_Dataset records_

--------------------------------------------------

//! Base trait for LLM providers

use async_trait::async_trait;
use serde::{Deserialize, Serialize};
use std::collections::HashMap;
use thiserror::Error;

/// Error type for provider operations
#[derive(Error, Debug)]
pub enum ProviderError {
    #[error("HTTP request failed: {0}")]
    HttpError(#[from] reqwest::Error),

    #[error("JSON parsing failed: {0}")]
    JsonError(#[from] serde_json::Error),

    #[error("Invalid response: {0}")]
    InvalidResponse(String),

    #[error("API error: {0}")]
    ApiError(String),
}

pub type ProviderResult<T> = Result<T, ProviderError>;

/// Response from an LLM provider
#[derive(Debug, Clone, Serialize, Deserialize)]
pub struct LLMResponse {
    pub content: Option<String>,
    #[serde(default = "default_finish_reason")]
    pub finish_reason: String,
    #[serde(default)]
    pub usage: HashMap<String, i64>,
}

fn default_finish_reason() -> String {
    "stop".to_string()
}

impl LLMResponse {
    /// Response carrying only text, as produced by fakes and simple backends
    pub fn text(content: impl Into<String>) -> Self {
        Self {
            content: Some(content.into()),
            finish_reason: default_finish_reason(),
            usage: HashMap::new(),
        }
    }
}

/// A message in the chat conversation
#[derive(Debug, Clone, PartialEq, Serialize, Deserialize)]
pub struct Message {
    pub role: String,
    pub content: String,
}

impl Message {
    /// Create a user message
    pub fn user(content: impl Into<String>) -> Self {
        Self {
            role: "user".to_string(),
            content: content.into(),
        }
    }

    /// Create a system message
    pub fn system(content: impl Into<String>) -> Self {
        Self {
            role: "system".to_string(),
            content: content.into(),
        }
    }

    /// Create an assistant message
    pub fn assistant(content: impl Into<String>) -> Self {
        Self {
            role: "assistant".to_string(),
            content: content.into(),
        }
    }
}

/// Trait for LLM providers
#[async_trait]
pub trait LLMProvider: Send + Sync {
    /// Send a chat completion request
    async fn chat(
        &self,
        messages: Vec<Message>,
        model: Option<String>,
        max_tokens: u32,
        temperature: f64,
    ) -> ProviderResult<LLMResponse>;

    /// Get the default model for this provider
    fn get_default_model(&self) -> String;
}

#[cfg(test)]
mod tests {
    use super::*;

    #[test]
    fn test_message_wire_shape() {
        let value = serde_json::to_value(Message::system("You are a helpful Assistant")).unwrap();
        assert_eq!(
            value,
            serde_json::json!({"role": "system", "content": "You are a helpful Assistant"})
        );
    }

    #[test]
    fn test_response_defaults() {
        let response: LLMResponse = serde_json::from_str(r#"{"content":"hi"}"#).unwrap();
        assert_eq!(response.finish_reason, "stop");
        assert!(response.usage.is_empty());
    }
}
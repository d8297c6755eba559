//! Response generation against a session transcript

use memochat_core::config::{ChatDefaults, MAX_TOKENS_RANGE, TEMPERATURE_RANGE};
use memochat_core::session::{Session, Turn};
use memochat_providers::{LLMProvider, LLMResponse, ProviderRegistry, ProviderResult};
use std::future::Future;
use std::sync::Arc;
use std::time::Duration;
use tokio_util::sync::CancellationToken;
use tracing::{debug, info, warn};

use crate::context::ContextBuilder;
use crate::error::ChatError;

/// Model and sampling settings for one generation call
#[derive(Debug, Clone, PartialEq)]
pub struct GenerationParams {
    pub model: String,
    pub temperature: f64,
    pub max_tokens: u32,
}

impl GenerationParams {
    pub fn new(model: impl Into<String>, temperature: f64, max_tokens: u32) -> Self {
        Self {
            model: model.into(),
            temperature,
            max_tokens,
        }
    }

    pub fn from_defaults(defaults: &ChatDefaults) -> Self {
        Self::new(defaults.model.clone(), defaults.temperature, defaults.max_tokens)
    }

    /// Check the model against the registry and the sampling ranges
    pub fn validate(&self, registry: &ProviderRegistry) -> Result<(), ChatError> {
        let mut errors = Vec::new();
        if !registry.is_supported(&self.model) {
            errors.push(format!("unknown model '{}'", self.model));
        }
        if !TEMPERATURE_RANGE.contains(&self.temperature) {
            errors.push(format!(
                "temperature {} outside [0.0, 1.0]",
                self.temperature
            ));
        }
        if !MAX_TOKENS_RANGE.contains(&self.max_tokens) {
            errors.push(format!("max_tokens {} outside [100, 500]", self.max_tokens));
        }

        if errors.is_empty() {
            Ok(())
        } else {
            Err(ChatError::InvalidParameters(errors.join("; ")))
        }
    }
}

impl Default for GenerationParams {
    fn default() -> Self {
        Self::from_defaults(&ChatDefaults::default())
    }
}

/// Produces assistant replies and records the exchange in a session
pub struct ResponseGenerator {
    provider: Arc<dyn LLMProvider>,
    context: ContextBuilder,
    registry: ProviderRegistry,
    timeout: Option<Duration>,
}

impl ResponseGenerator {
    /// Create a generator with the default system instruction and no timeout
    pub fn new(provider: Arc<dyn LLMProvider>) -> Self {
        Self {
            provider,
            context: ContextBuilder::default(),
            registry: ProviderRegistry::new(),
            timeout: None,
        }
    }

    /// Create a generator using the configured system prompt and timeout
    pub fn from_defaults(provider: Arc<dyn LLMProvider>, defaults: &ChatDefaults) -> Self {
        let timeout = match defaults.request_timeout_secs {
            0 => None,
            secs => Some(Duration::from_secs(secs)),
        };
        Self::new(provider)
            .with_context(ContextBuilder::new(defaults.system_prompt.clone()))
            .with_timeout(timeout)
    }

    pub fn with_context(mut self, context: ContextBuilder) -> Self {
        self.context = context;
        self
    }

    pub fn with_timeout(mut self, timeout: Option<Duration>) -> Self {
        self.timeout = timeout;
        self
    }

    pub fn registry(&self) -> &ProviderRegistry {
        &self.registry
    }

    pub fn context(&self) -> &ContextBuilder {
        &self.context
    }

    /// Reject requests that must leave every session untouched.
    ///
    /// Only the empty string counts as no question; whitespace is a question.
    pub fn check_request(&self, question: &str, params: &GenerationParams) -> Result<(), ChatError> {
        if question.is_empty() {
            return Err(ChatError::EmptyInput);
        }
        params.validate(&self.registry)
    }

    /// Answer `question` in the context of `session`.
    ///
    /// On success the session grows by the user turn and the assistant turn.
    /// On a provider failure, timeout or cancellation only the user turn is
    /// kept. Empty input and invalid parameters leave the session untouched.
    pub async fn generate(
        &self,
        session: &mut Session,
        question: &str,
        params: &GenerationParams,
    ) -> Result<String, ChatError> {
        self.generate_with_cancel(session, question, params, &CancellationToken::new())
            .await
    }

    /// Like [`generate`](Self::generate), abandoning the provider call when
    /// `cancel` fires.
    pub async fn generate_with_cancel(
        &self,
        session: &mut Session,
        question: &str,
        params: &GenerationParams,
        cancel: &CancellationToken,
    ) -> Result<String, ChatError> {
        self.check_request(question, params)?;

        session.append(Turn::user(question));
        let messages = self.context.build_messages(session.turns());

        info!(
            session = %session.id(),
            model = %params.model,
            turns = session.len(),
            question = %preview(question, 80),
            "Generating response"
        );

        let call = self.provider.chat(
            messages,
            Some(params.model.clone()),
            params.max_tokens,
            params.temperature,
        );

        let outcome = tokio::select! {
            biased;
            _ = cancel.cancelled() => Err(ChatError::Cancelled),
            result = bounded(call, self.timeout) => result,
        };

        match outcome {
            Ok(response) => {
                debug!(
                    finish_reason = %response.finish_reason,
                    usage = ?response.usage,
                    "Completion received"
                );
                let reply = response.content.unwrap_or_default();
                info!(
                    session = %session.id(),
                    reply = %preview(&reply, 120),
                    "Response generated"
                );
                session.append(Turn::assistant(reply.clone()));
                Ok(reply)
            }
            Err(e) => {
                warn!(session = %session.id(), error = %e, "Generation failed");
                Err(e)
            }
        }
    }
}

async fn bounded<F>(call: F, timeout: Option<Duration>) -> Result<LLMResponse, ChatError>
where
    F: Future<Output = ProviderResult<LLMResponse>>,
{
    match timeout {
        Some(limit) => tokio::time::timeout(limit, call)
            .await
            .map_err(|_| ChatError::Timeout(limit))?
            .map_err(ChatError::from),
        None => call.await.map_err(ChatError::from),
    }
}

/// First `max_chars` characters, for log lines
fn preview(text: &str, max_chars: usize) -> String {
    if text.chars().count() > max_chars {
        format!("{}...", text.chars().take(max_chars).collect::<String>())
    } else {
        text.to_string()
    }
}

--------------------------------------------------

_Problem to work on_
Of all the entries above, how many lines contain "CancellationToken"? Give the number alone.

_Answer section_
3